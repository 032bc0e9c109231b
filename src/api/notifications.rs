//! Notification inbox endpoints
//!
//! Every operation is scoped to the caller; another member's
//! notification looks exactly like a missing one.

use axum::{
    Json,
    extract::{Path, Query, State},
};

use super::dto::*;
use super::extract::JsonBody;
use crate::AppState;
use crate::auth::CurrentMember;
use crate::data::Notification;
use crate::error::AppError;
use crate::service::NotificationService;

fn build_notification_service(state: &AppState) -> NotificationService {
    NotificationService::new(state.db.clone())
}

/// GET /api/v1/notification
pub async fn list_notifications(
    State(state): State<AppState>,
    CurrentMember(username): CurrentMember,
    Query(query): Query<NotificationListQuery>,
) -> Result<Json<NotificationListResponse>, AppError> {
    let page = build_notification_service(&state)
        .list(&username, query.limit, query.offset, query.unread_only)
        .await?;

    Ok(Json(NotificationListResponse {
        count: page.count,
        data: page.data,
    }))
}

/// GET /api/v1/notification/:id
pub async fn get_notification(
    State(state): State<AppState>,
    CurrentMember(username): CurrentMember,
    Path(id): Path<String>,
) -> Result<Json<DataResponse<Notification>>, AppError> {
    let notification = build_notification_service(&state)
        .get(&username, &id)
        .await?;
    Ok(Json(DataResponse { data: notification }))
}

/// PUT /api/v1/notification/:id
pub async fn update_notification(
    State(state): State<AppState>,
    CurrentMember(username): CurrentMember,
    Path(id): Path<String>,
    JsonBody(req): JsonBody<MarkReadRequest>,
) -> Result<Json<MessageResponse>, AppError> {
    build_notification_service(&state)
        .set_read(&username, &id, req.read)
        .await?;
    Ok(Json(MessageResponse::new("Notification updated successfully")))
}

/// PUT /api/v1/notification
pub async fn update_all_notifications(
    State(state): State<AppState>,
    CurrentMember(username): CurrentMember,
    JsonBody(req): JsonBody<MarkReadRequest>,
) -> Result<Json<MessageResponse>, AppError> {
    let updated = build_notification_service(&state)
        .set_all_read(&username, req.read)
        .await?;
    tracing::debug!(username = %username, updated, "Bulk notification update");
    Ok(Json(MessageResponse::new(
        "Notifications updated successfully",
    )))
}

/// DELETE /api/v1/notification/:id
pub async fn delete_notification(
    State(state): State<AppState>,
    CurrentMember(username): CurrentMember,
    Path(id): Path<String>,
) -> Result<Json<MessageResponse>, AppError> {
    build_notification_service(&state)
        .delete(&username, &id)
        .await?;
    Ok(Json(MessageResponse::new("Notification deleted successfully")))
}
= = =
> **TASK OBJECTIVE**
Working from the listing above, give it again word for word.

> **YOUR RESPONSE**
repository 032bc0e9c109231b
filename src/api/notifications.rs
//! Notification inbox endpoints
//!
//! Every operation is scoped to the caller; another member's
//! notification looks exactly like a missing one.

use axum::{
    Json,
    extract::{Path, Query, State},
};

use super::dto::*;
use super::extract::JsonBody;
use crate::AppState;
use crate::auth::CurrentMember;
use crate::data::Notification;
use crate::error::AppError;
use crate::service::NotificationService;

fn build_notification_service(state: &AppState) -> NotificationService {
    NotificationService::new(state.db.clone())
}

/// GET /api/v1/notification
pub async fn list_notifications(
    State(state): State<AppState>,
    CurrentMember(username): CurrentMember,
    Query(query): Query<NotificationListQuery>,
) -> Result<Json<NotificationListResponse>, AppError> {
    let page = build_notification_service(&state)
        .list(&username, query.limit, query.offset, query.unread_only)
        .await?;

    Ok(Json(NotificationListResponse {
        count: page.count,
        data: page.data,
    }))
}

/// GET /api/v1/notification/:id
pub async fn get_notification(
    State(state): State<AppState>,
    CurrentMember(username): CurrentMember,
    Path(id): Path<String>,
) -> Result<Json<DataResponse<Notification>>, AppError> {
    let notification = build_notification_service(&state)
        .get(&username, &id)
        .await?;
    Ok(Json(DataResponse { data: notification }))
}

/// PUT /api/v1/notification/:id
pub async fn update_notification(
    State(state): State<AppState>,
    CurrentMember(username): CurrentMember,
    Path(id): Path<String>,
    JsonBody(req): JsonBody<MarkReadRequest>,
) -> Result<Json<MessageResponse>, AppError> {
    build_notification_service(&state)
        .set_read(&username, &id, req.read)
        .await?;
    Ok(Json(MessageResponse::new("Notification updated successfully")))
}

/// PUT /api/v1/notification
pub async fn update_all_notifications(
    State(state): State<AppState>,
    CurrentMember(username): CurrentMember,
    JsonBody(req): JsonBody<MarkReadRequest>,
) -> Result<Json<MessageResponse>, AppError> {
    let updated = build_notification_service(&state)
        .set_all_read(&username, req.read)
        .await?;
    tracing::debug!(username = %username, updated, "Bulk notification update");
    Ok(Json(MessageResponse::new(
        "Notifications updated successfully",
    )))
}

/// DELETE /api/v1/notification/:id
pub async fn delete_notification(
    State(state): State<AppState>,
    CurrentMember(username): CurrentMember,
    Path(id): Path<String>,
) -> Result<Json<MessageResponse>, AppError> {
    build_notification_service(&state)
        .delete(&username, &id)
        .await?;
    Ok(Json(MessageResponse::new("Notification deleted successfully")))
}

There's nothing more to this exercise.